El de "oleiro" es uno de los oficios más ancestrales, cuyos orígenes se remontan a las antiguas tribus galaicas.

 
Fueron hallados restos prehistóricos de piezas de esta cerámica, pero será en la Gallaecia romana donde alcance una mayor importancia este trabajo, debido a la invención del torno; sistema que actualmente siguen utilizando los maestros artesanos de Buño, Gundivós o Niñodaguia, que dan nombre a la cerámica mas popular de Galicia.
A los oleiros se debían las cazuelas, las jarras, las tazas, los platos… con los que antiguamente se cocinaba. Hoy sus productos tienen un cierto componente decorativo y turístico.
Es un pueblo azotado por el naufragio que ya ha perdonado al mar. Nada se entiende aquí, en una de las villas más hermosa de A Coruña, sin las aguas que la acunan. El mar alimenta Malpica y dispara un cultivado engranaje del que todos forman parte. Un dispositivo transferido de padres a hijos en el que la mujer sigue siendo la proa.
Malpica abre sus brazos entre dos puntas, la de Razo y el Monte Nariga. En su territorio sobresale el Cabo de San Adrián. Del Mar es también este santo que dicen que no olvida a quien necesite cura. Desde aquí descubrimos las Islas Sisargas. Parecen contemplarnos, dichosas de haber sido esculpidas por el mar de los ártabros, y culpables por haberse convertido en verdugo de muchos hombres obstinados en conseguir los que dicen son los mejores percebes del mundo.
Ascendemos hasta o Castelo otro de los vértices de Malpica. La calima nos impide perfilar la coruñesa torre de Hércules o el puerto de Ferrol, destinos habituales de los viejos marineros de estas tierras de sal. Pero desde este mirador natural apreciamos la costa de Baldaio y nos parece un buen momento para quedarnos sin palabras.

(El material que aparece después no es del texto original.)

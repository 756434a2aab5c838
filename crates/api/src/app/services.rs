//! Storage wiring: picks the in-memory or Postgres variants of the stores.

use std::sync::Arc;

use thiserror::Error;
use tracing::info;

use tenure_infra::db;
use tenure_infra::{
    CatalogError, InMemoryProductCatalog, InMemorySubscriptionStore, PostgresProductCatalog,
    PostgresSubscriptionStore, ProductCatalog, StoreError, SubscriptionStore,
};
use tenure_subscriptions::ExpiryPolicy;

use crate::config::{ApiConfig, StorageBackend};

/// Stores shared by every handler.
#[derive(Clone)]
pub struct AppServices {
    pub subscriptions: Arc<dyn SubscriptionStore>,
    pub catalog: Arc<dyn ProductCatalog>,
}

#[derive(Debug, Error)]
pub enum ServiceError {
    #[error("DATABASE_URL must be configured for the postgres backend")]
    MissingDatabase,

    #[error(transparent)]
    Store(#[from] StoreError),

    #[error(transparent)]
    Catalog(#[from] CatalogError),
}

impl AppServices {
    /// In-memory stores with the default catalog (dev/test).
    pub fn in_memory(policy: ExpiryPolicy) -> Self {
        Self {
            subscriptions: Arc::new(InMemorySubscriptionStore::new().with_policy(policy)),
            catalog: Arc::new(InMemoryProductCatalog::seeded()),
        }
    }

    pub fn postgres(pool: sqlx::PgPool, policy: ExpiryPolicy) -> Self {
        Self {
            subscriptions: Arc::new(PostgresSubscriptionStore::new(pool.clone()).with_policy(policy)),
            catalog: Arc::new(PostgresProductCatalog::new(pool)),
        }
    }
}

pub async fn build_services(config: &ApiConfig) -> Result<AppServices, ServiceError> {
    match config.backend {
        StorageBackend::Memory => {
            info!(policy = ?config.expiry_policy, "using in-memory stores");
            Ok(AppServices::in_memory(config.expiry_policy))
        }
        StorageBackend::Postgres => {
            let database = config
                .database
                .as_ref()
                .ok_or(ServiceError::MissingDatabase)?;

            let pool = db::connect(database).await?;
            if database.auto_migrate {
                db::migrate(&pool).await?;
            }
            if database.seed {
                db::seed_default_products(&pool).await?;
            }

            info!(policy = ?config.expiry_policy, "using postgres stores");
            Ok(AppServices::postgres(pool, config.expiry_policy))
        }
    }
}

Testigos mudos de largas jornadas de trabajo lejos de tierra son estas manos. Cuando empieza a caer el sol, estas artesanas del mar se descalzan y preparan la herramienta clave para la pesca del día siguiente.

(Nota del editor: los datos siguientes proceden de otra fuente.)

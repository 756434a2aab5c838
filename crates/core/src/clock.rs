//! Time source abstraction.
//!
//! Lifecycle decisions take `now` as an argument; stores obtain it from a
//! [`Clock`] so tests can pin and advance time deterministically.

use std::sync::Mutex;

use chrono::{DateTime, Duration, Utc};

pub trait Clock: Send + Sync {
    fn now(&self) -> DateTime<Utc>;
}

/// Wall-clock time.
#[derive(Debug, Default, Clone, Copy)]
pub struct SystemClock;

impl Clock for SystemClock {
    fn now(&self) -> DateTime<Utc> {
        Utc::now()
    }
}

/// Manually driven clock for tests and simulations.
#[derive(Debug)]
pub struct ManualClock {
    now: Mutex<DateTime<Utc>>,
}

impl ManualClock {
    pub fn new(start: DateTime<Utc>) -> Self {
        Self {
            now: Mutex::new(start),
        }
    }

    pub fn set(&self, to: DateTime<Utc>) {
        *self.now.lock().unwrap_or_else(|p| p.into_inner()) = to;
    }

    pub fn advance(&self, by: Duration) {
        let mut now = self.now.lock().unwrap_or_else(|p| p.into_inner());
        *now += by;
    }
}

impl Clock for ManualClock {
    fn now(&self) -> DateTime<Utc> {
        *self.now.lock().unwrap_or_else(|p| p.into_inner())
    }
}

impl<C> Clock for std::sync::Arc<C>
where
    C: Clock + ?Sized,
{
    fn now(&self) -> DateTime<Utc> {
        (**self).now()
    }
}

Donde la artesanía rebosa es en esta parroquia de Malpica. En Buño son muchas las manos que convierten en arte el barro que tocan. Atardece… El mar nos lo recuerda, y empieza a apagar la actividad de un pueblo tan vivo como el color de sus fachadas. Tan enérgico y dinámico como su gente. Tan valiente como el mar…y los recuerdos que lo bañan.